The task
Every line below that holds the string "FanoutTarget" must be copied.

Material for this task
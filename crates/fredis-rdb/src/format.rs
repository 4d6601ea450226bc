//! Wire-format constants.
//!
//! File layout:
//!
//! ```text
//! "REDIS"            5 ASCII bytes of magic
//! "0009"             4 ASCII digits of format version
//! [AUX fields]       zero or more (name, value) string pairs
//! per database:
//!   SELECTDB <idx>
//!   RESIZEDB <keyspace size> <expires size>
//!   per entry:
//!     [EXPIRETIME_MS <8 bytes LE>] [IDLE <len>] [FREQ <1 byte>]
//!     <type tag> <key string> <value>
//! EOF
//! <8 bytes LE>       CRC-64 of everything above (0 = disabled)
//! ```
//!
//! Numbers inside length fields are big-endian; expiry timestamps and
//! binary doubles are little-endian.

/// Format version this writer emits. The loader accepts `1..=9`.
pub const RDB_VERSION: u32 = 9;

/// First bytes of every snapshot.
pub const MAGIC: &[u8; 5] = b"REDIS";

/// Checksum is verified for files at or above this version.
pub const MIN_CHECKSUM_VERSION: u32 = 5;

// === Opcodes (special "types" above the value-tag space) ===

/// Module auxiliary data, outside any keyspace entry.
pub const OP_MODULE_AUX: u8 = 247;
/// Seconds of idle time for the next entry (recency eviction).
pub const OP_IDLE: u8 = 248;
/// Logarithmic access counter for the next entry (frequency eviction).
pub const OP_FREQ: u8 = 249;
/// A (name, value) auxiliary string pair.
pub const OP_AUX: u8 = 250;
/// Table-size hints for the database being loaded.
pub const OP_RESIZEDB: u8 = 251;
/// Absolute expiry for the next entry, unix milliseconds, 8 bytes LE.
pub const OP_EXPIRETIME_MS: u8 = 252;
/// Legacy absolute expiry in unix seconds, 4 bytes LE. Read, never
/// written.
pub const OP_EXPIRETIME: u8 = 253;
/// Switch the target database.
pub const OP_SELECTDB: u8 = 254;
/// End of the entry stream; the CRC-64 trailer follows.
pub const OP_EOF: u8 = 255;

// === Value type tags ===

pub const TYPE_STRING: u8 = 0;
/// Sorted set with ASCII-encoded scores. Read, never written.
pub const TYPE_ZSET_LEGACY: u8 = 3;
pub const TYPE_SET: u8 = 2;
pub const TYPE_HASH: u8 = 4;
/// Sorted set with binary64 scores.
pub const TYPE_ZSET: u8 = 5;
pub const TYPE_MODULE: u8 = 7;
pub const TYPE_SET_INTSET: u8 = 11;
pub const TYPE_ZSET_PACKED: u8 = 12;
pub const TYPE_HASH_PACKED: u8 = 13;
pub const TYPE_LIST_QUICKLIST: u8 = 14;
pub const TYPE_STREAM: u8 = 15;

/// True for tags that introduce a keyspace entry (as opposed to the
/// opcodes above).
#[must_use]
pub const fn is_value_type(tag: u8) -> bool {
    matches!(
        tag,
        TYPE_STRING
            | TYPE_ZSET_LEGACY
            | TYPE_SET
            | TYPE_HASH
            | TYPE_ZSET
            | TYPE_MODULE
            | TYPE_SET_INTSET
            | TYPE_ZSET_PACKED
            | TYPE_HASH_PACKED
            | TYPE_LIST_QUICKLIST
            | TYPE_STREAM
    )
}

// === Length-encoding discriminators ===

/// `00xxxxxx`: 6-bit length.
pub const LEN_6BIT: u8 = 0;
/// `01xxxxxx xxxxxxxx`: 14-bit length.
pub const LEN_14BIT: u8 = 1;
/// Exactly `0x80`, then 4 bytes big-endian.
pub const LEN_32BIT: u8 = 0x80;
/// Exactly `0x81`, then 8 bytes big-endian.
pub const LEN_64BIT: u8 = 0x81;
/// `11xxxxxx`: the low 6 bits select a special string encoding.
pub const LEN_ENCVAL: u8 = 3;

// === Special string encodings (under LEN_ENCVAL) ===

pub const ENC_INT8: u8 = 0;
pub const ENC_INT16: u8 = 1;
pub const ENC_INT32: u8 = 2;
pub const ENC_LZF: u8 = 3;

// === Module value field opcodes ===

pub const MODULE_OP_EOF: u64 = 0;
pub const MODULE_OP_SINT: u64 = 1;
pub const MODULE_OP_UINT: u64 = 2;
pub const MODULE_OP_FLOAT: u64 = 3;
pub const MODULE_OP_DOUBLE: u64 = 4;
pub const MODULE_OP_STRING: u64 = 5;

// === Legacy double sentinels ===

/// Prefix byte meaning "not a number".
pub const DOUBLE_NAN: u8 = 253;
/// Prefix byte meaning positive infinity.
pub const DOUBLE_POS_INF: u8 = 254;
/// Prefix byte meaning negative infinity.
pub const DOUBLE_NEG_INF: u8 = 255;

// === Replication framing ===

/// Prologue of a socket-streamed snapshot: `$EOF:`, then this many
/// random hex bytes, then CRLF. The same hex bytes terminate the
/// stream.
pub const EOF_MARK_SIZE: usize = 40;

/// Longest decimal string the integer special-encoding considers.
pub const INT_ENCODABLE_MAX_LEN: usize = 11;

/// Strings must beat this length before LZF is attempted; shorter
/// inputs cannot win back the framing overhead.
pub const LZF_MIN_STRING_LEN: usize = 20;

/// LZF output must save at least this many bytes to be kept.
pub const LZF_MIN_SAVING: usize = 4;
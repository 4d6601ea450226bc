//! Checksumming byte streams and snapshot sinks.
//!
//! Every byte a snapshot writes or reads flows through an [`Emitter`]
//! or [`Loader`], which maintain a running CRC-64 (Jones polynomial)
//! alongside the transfer so the trailer can be produced and verified
//! without a second pass. Two special sinks cover the non-file
//! targets: [`IncrementalFsyncFile`] spreads fsync cost over the whole
//! write, and [`FanoutWriter`] streams one snapshot to many
//! destinations at once, dropping targets as they fail.

use std::fs::File;
use std::io::{self, Read, Write};

use crc::{Crc, Digest, CRC_64_REDIS};
use fredis_error::{FredisError, Result};

use crate::format::{self, MAGIC};

static CRC64: Crc<u64> = Crc::<u64>::new(&CRC_64_REDIS);

/// Sync-to-disk cadence of [`IncrementalFsyncFile`]: flushing every
/// 32 MiB keeps the final fsync from having to push the whole file at
/// once.
pub const AUTOSYNC_BYTES: u64 = 32 * 1024 * 1024;

// === Emitter ===

/// A buffered, checksumming writer for one snapshot.
pub struct Emitter<W: Write> {
    sink: W,
    digest: Option<Digest<'static, u64>>,
    processed: u64,
    pub(crate) compression: bool,
}

impl<W: Write> Emitter<W> {
    /// Checksumming, compressing emitter; the common configuration.
    pub fn new(sink: W) -> Self {
        Self::with_options(sink, true, true)
    }

    pub fn with_options(sink: W, checksum: bool, compression: bool) -> Self {
        Self {
            sink,
            digest: checksum.then(|| CRC64.digest()),
            processed: 0,
            compression,
        }
    }

    /// Write raw bytes, folding them into the running checksum.
    pub fn write_raw(&mut self, buf: &[u8]) -> Result<()> {
        if let Some(digest) = self.digest.as_mut() {
            digest.update(buf);
        }
        self.sink.write_all(buf)?;
        self.processed += buf.len() as u64;
        Ok(())
    }

    /// Bytes written so far.
    #[must_use]
    pub fn processed(&self) -> u64 {
        self.processed
    }

    /// Close the checksum and return it; 0 when checksumming is off.
    /// Bytes written afterwards (the trailer itself, stream framing)
    /// are not checksummed.
    pub fn finalize_checksum(&mut self) -> u64 {
        self.digest.take().map_or(0, |d| d.finalize())
    }

    pub fn flush(&mut self) -> Result<()> {
        self.sink.flush()?;
        Ok(())
    }

    pub fn into_inner(self) -> W {
        self.sink
    }

    #[must_use]
    pub fn get_ref(&self) -> &W {
        &self.sink
    }
}

// === Loader ===

/// A checksumming reader for one snapshot.
pub struct Loader<R: Read> {
    source: R,
    digest: Option<Digest<'static, u64>>,
    processed: u64,
    version: u32,
}

impl<R: Read> Loader<R> {
    pub fn new(source: R) -> Self {
        Self {
            source,
            digest: Some(CRC64.digest()),
            processed: 0,
            version: 0,
        }
    }

    /// Read and validate the magic header, returning the file's
    /// format version.
    pub fn read_header(&mut self) -> Result<u32> {
        let mut header = [0_u8; 9];
        self.read_exact_buf(&mut header)?;
        if &header[..5] != MAGIC {
            return Err(FredisError::WrongSignature);
        }
        let digits = std::str::from_utf8(&header[5..]).map_err(|_| FredisError::WrongSignature)?;
        let version: u32 = digits.parse().map_err(|_| FredisError::WrongSignature)?;
        if version < 1 || version > format::RDB_VERSION {
            return Err(FredisError::UnsupportedVersion { version });
        }
        self.version = version;
        Ok(version)
    }

    /// Format version parsed by [`Loader::read_header`].
    #[must_use]
    pub fn version(&self) -> u32 {
        self.version
    }

    /// Fill `buf` completely, reporting exactly how short the stream
    /// came up when it ends early.
    pub fn read_exact_buf(&mut self, buf: &mut [u8]) -> Result<()> {
        let mut filled = 0;
        while filled < buf.len() {
            match self.source.read(&mut buf[filled..]) {
                Ok(0) => {
                    return Err(FredisError::ShortRead {
                        expected: buf.len(),
                        actual: filled,
                    });
                }
                Ok(n) => filled += n,
                Err(err) if err.kind() == io::ErrorKind::Interrupted => {}
                Err(err) => return Err(err.into()),
            }
        }
        if let Some(digest) = self.digest.as_mut() {
            digest.update(buf);
        }
        self.processed += buf.len() as u64;
        Ok(())
    }

    pub fn read_u8(&mut self) -> Result<u8> {
        let mut byte = [0_u8; 1];
        self.read_exact_buf(&mut byte)?;
        Ok(byte[0])
    }

    pub fn read_bytes(&mut self, len: usize) -> Result<Vec<u8>> {
        let mut buf = vec![0_u8; len];
        self.read_exact_buf(&mut buf)?;
        Ok(buf)
    }

    /// Bytes consumed so far.
    #[must_use]
    pub fn processed(&self) -> u64 {
        self.processed
    }

    /// Close the checksum over everything read so far and return it.
    /// The trailer is read afterwards, un-checksummed, and compared
    /// against this value.
    pub fn finalize_checksum(&mut self) -> u64 {
        self.digest.take().map_or(0, |d| d.finalize())
    }
}

// === File sink with spread-out fsync ===

/// A file writer that issues a data sync every [`AUTOSYNC_BYTES`]
/// written, so a multi-gigabyte save does not hand the disk one giant
/// flush at the end.
pub struct IncrementalFsyncFile {
    file: File,
    since_sync: u64,
    threshold: u64,
}

impl IncrementalFsyncFile {
    #[must_use]
    pub fn new(file: File) -> Self {
        Self::with_threshold(file, AUTOSYNC_BYTES)
    }

    #[must_use]
    pub fn with_threshold(file: File, threshold: u64) -> Self {
        Self {
            file,
            since_sync: 0,
            threshold,
        }
    }

    pub fn into_inner(self) -> File {
        self.file
    }
}

impl Write for IncrementalFsyncFile {
    fn write(&mut self, buf: &[u8]) -> io::Result<usize> {
        let written = self.file.write(buf)?;
        self.since_sync += written as u64;
        if self.threshold > 0 && self.since_sync >= self.threshold {
            self.file.sync_data()?;
            self.since_sync = 0;
        }
        Ok(written)
    }

    fn flush(&mut self) -> io::Result<()> {
        self.file.flush()
    }
}

// === Replication fan-out ===

/// Streams one byte sequence to several targets.
///
/// A failing target is dropped from the set (its error is kept for the
/// caller) and the stream continues for the others; the write as a
/// whole fails only when no healthy target remains.
pub struct FanoutWriter<W: Write> {
    targets: Vec<FanoutTarget<W>>,
}

struct FanoutTarget<W: Write> {
    sink: W,
    error: Option<io::Error>,
}

impl<W: Write> FanoutWriter<W> {
    #[must_use]
    pub fn new(sinks: Vec<W>) -> Self {
        Self {
            targets: sinks
                .into_iter()
                .map(|sink| FanoutTarget { sink, error: None })
                .collect(),
        }
    }

    /// Targets that have not failed yet.
    #[must_use]
    pub fn healthy_targets(&self) -> usize {
        self.targets.iter().filter(|t| t.error.is_none()).count()
    }

    /// Per-target results, in construction order.
    pub fn into_results(self) -> Vec<std::result::Result<W, io::Error>> {
        self.targets
            .into_iter()
            .map(|t| match t.error {
                None => Ok(t.sink),
                Some(err) => Err(err),
            })
            .collect()
    }

    fn for_each_healthy(
        &mut self,
        mut op: impl FnMut(&mut W) -> io::Result<()>,
    ) -> io::Result<()> {
        let mut healthy = 0_usize;
        for target in &mut self.targets {
            if target.error.is_some() {
                continue;
            }
            match op(&mut target.sink) {
                Ok(()) => healthy += 1,
                Err(err) => target.error = Some(err),
            }
        }
        if healthy == 0 {
            return Err(io::Error::other(FredisError::AllTargetsFailed {
                targets: self.targets.len(),
            }));
        }
        Ok(())
    }
}

impl<W: Write> Write for FanoutWriter<W> {
    fn write(&mut self, buf: &[u8]) -> io::Result<usize> {
        self.for_each_healthy(|sink| sink.write_all(buf))?;
        Ok(buf.len())
    }

    fn flush(&mut self) -> io::Result<()> {
        self.for_each_healthy(Write::flush)
    }
}
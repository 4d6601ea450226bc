//! Shared error type for the FrankenRedis storage core.
//!
//! One structured enum for the whole workspace, split the same way the
//! runtime is: dictionary errors are recoverable codes the caller can
//! branch on, snapshot-save errors are I/O shaped, and snapshot-load
//! errors are integrity failures the embedding server treats as fatal.

use std::io;

use thiserror::Error;

/// Primary error type for FrankenRedis operations.
#[derive(Error, Debug)]
pub enum FredisError {
    // === Dictionary errors ===
    /// Insert of a key that is already present.
    #[error("key already exists")]
    KeyExists,

    /// Delete or unlink of a key that is not present.
    #[error("no such key")]
    KeyNotFound,

    /// Resize requested while an incremental rehash is still running.
    #[error("dictionary is rehashing")]
    RehashInProgress,

    /// Shrink-to-fit requested while the global resize switch is off.
    #[error("dictionary resizing is disabled")]
    ResizeDisabled,

    /// Resize target smaller than the live entry count, or equal to the
    /// current table size (rehashing to the same size is pointless).
    #[error("invalid resize target {target} for {used} live entries")]
    InvalidResize { target: usize, used: usize },

    // === Snapshot I/O errors ===
    /// File or socket I/O error.
    #[error("I/O error: {0}")]
    Io(#[from] io::Error),

    /// Fewer bytes available than the record header promised.
    #[error("short read: expected {expected} bytes, got {actual}")]
    ShortRead { expected: usize, actual: usize },

    /// Every sink of a fan-out write target has failed.
    #[error("all {targets} fan-out targets are in error state")]
    AllTargetsFailed { targets: usize },

    /// A background save child is already running.
    #[error("a background save is already in progress")]
    SaveInProgress,

    // === Snapshot integrity errors ===
    /// The file does not start with the expected magic bytes.
    #[error("wrong signature in snapshot header")]
    WrongSignature,

    /// The file declares a format version this build cannot read.
    #[error("cannot handle snapshot format version {version}")]
    UnsupportedVersion { version: u32 },

    /// The CRC-64 trailer does not match the bytes that precede it.
    #[error("snapshot checksum mismatch: recorded {recorded:#018x}, computed {computed:#018x}")]
    ChecksumMismatch { recorded: u64, computed: u64 },

    /// Malformed record, unknown opcode in a required position, or any
    /// other structural damage. `detail` carries the source location of
    /// the failing check.
    #[error("corrupt snapshot: {detail}")]
    Corrupt { detail: String },

    /// A serialized extension-module value whose type id no registered
    /// module claims. The payload cannot be interpreted without it.
    #[error("snapshot contains data for unknown module type {id:#018x}")]
    UnknownModule { id: u64 },
}

impl FredisError {
    /// True for the recoverable dictionary codes; false for everything
    /// that ends the current save or load.
    #[must_use]
    pub const fn is_dictionary_code(&self) -> bool {
        matches!(
            self,
            Self::KeyExists
                | Self::KeyNotFound
                | Self::RehashInProgress
                | Self::ResizeDisabled
                | Self::InvalidResize { .. }
        )
    }

    /// True when a load must not serve the partially loaded database.
    #[must_use]
    pub const fn is_integrity(&self) -> bool {
        matches!(
            self,
            Self::WrongSignature
                | Self::UnsupportedVersion { .. }
                | Self::ChecksumMismatch { .. }
                | Self::Corrupt { .. }
                | Self::UnknownModule { .. }
        )
    }
}

/// Construct a [`FredisError::Corrupt`] whose detail string embeds the
/// Rust source location of the failing check, so a load abort can be
/// traced to the exact decoder that rejected the stream.
#[macro_export]
macro_rules! corrupt {
    ($($arg:tt)*) => {
        $crate::FredisError::Corrupt {
            detail: format!("{}:{}: {}", file!(), line!(), format_args!($($arg)*)),
        }
    };
}

/// A FrankenRedis result returning [`FredisError`].
pub type Result<T> = std::result::Result<T, FredisError>;
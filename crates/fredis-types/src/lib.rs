//! Value model and allocator accounting for the FrankenRedis storage
//! core.
//!
//! The keyspace maps byte-string keys to [`Object`]s. An object is a
//! [`Value`] plus the per-key eviction metadata that rides along in
//! snapshots. Aggregate values that the element-level container types
//! already keep in a serialized form (packed lists, integer sets) are
//! carried here as opaque blobs; the snapshot layer writes them
//! byte-for-byte.

pub mod mem;
pub mod stream;
pub mod value;

pub use mem::{set_oom_handler, used_memory, CountingAllocator};
pub use stream::{PendingEntry, Stream, StreamConsumer, StreamGroup, StreamId};
pub use value::{
    HashEntry, ModuleField, ModuleValue, Object, QuickList, QuickListNode, SortedSetEntry, Value,
};
impl<K, V> Table<K, V> {
    fn unallocated() -> Self {
        Self {
            buckets: Vec::new().into_boxed_slice(),
            used: 0,
        }
    }

    fn with_size(size: usize) -> Self {
        debug_assert!(size.is_power_of_two());
        let mut buckets = Vec::with_capacity(size);
        buckets.resize_with(size, || None);
        Self {
            buckets: buckets.into_boxed_slice(),
            used: 0,
        }
    }

    #[inline]
    pub(crate) fn size(&self) -> usize {
        self.buckets.len()
    }

    /// `size - 1`; only meaningful on an allocated table.
    #[inline]
    pub(crate) fn mask(&self) -> usize {
        self.buckets.len().wrapping_sub(1)
    }
}

/// Summary counters for one dictionary, main table view.
#[derive(Clone, Copy, Debug, Default, PartialEq, Eq)]
pub struct DictStats {
    /// Bucket count of the main table.
    pub size: usize,
    /// Live entries across both tables.
    pub used: usize,
    /// Non-empty buckets in the main table.
    pub buckets_used: usize,
    /// Longest chain in the main table.
    pub max_chain_length: usize,
    /// Whether an incremental rehash is in progress.
    pub rehashing: bool,
}

/// The dictionary proper. See the crate docs for the traversal
/// contracts; the type itself is single-writer by design and is not
/// `Sync`.
#[derive(Debug)]
pub struct Dict<K, V, T: DictType<K>> {
    pub(crate) ty: T,
    pub(crate) tables: [Table<K, V>; 2],
    /// Next main-table bucket awaiting migration; `None` when no
    /// rehash is in progress. Every bucket below it is empty.
    pub(crate) rehash_idx: Option<usize>,
    /// Live safe iterators. While non-zero, incremental rehash steps
    /// are suppressed so bucket positions cannot move mid-walk.
    pub(crate) safe_iterators: Cell<usize>,
}

impl<K, V, T: DictType<K> + Default> Default for Dict<K, V, T> {
    fn default() -> Self {
        Self::new(T::default())
    }
}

Solution to this exercise
    targets: Vec<FanoutTarget<W>>,
struct FanoutTarget<W: Write> {
                .map(|sink| FanoutTarget { sink, error: None })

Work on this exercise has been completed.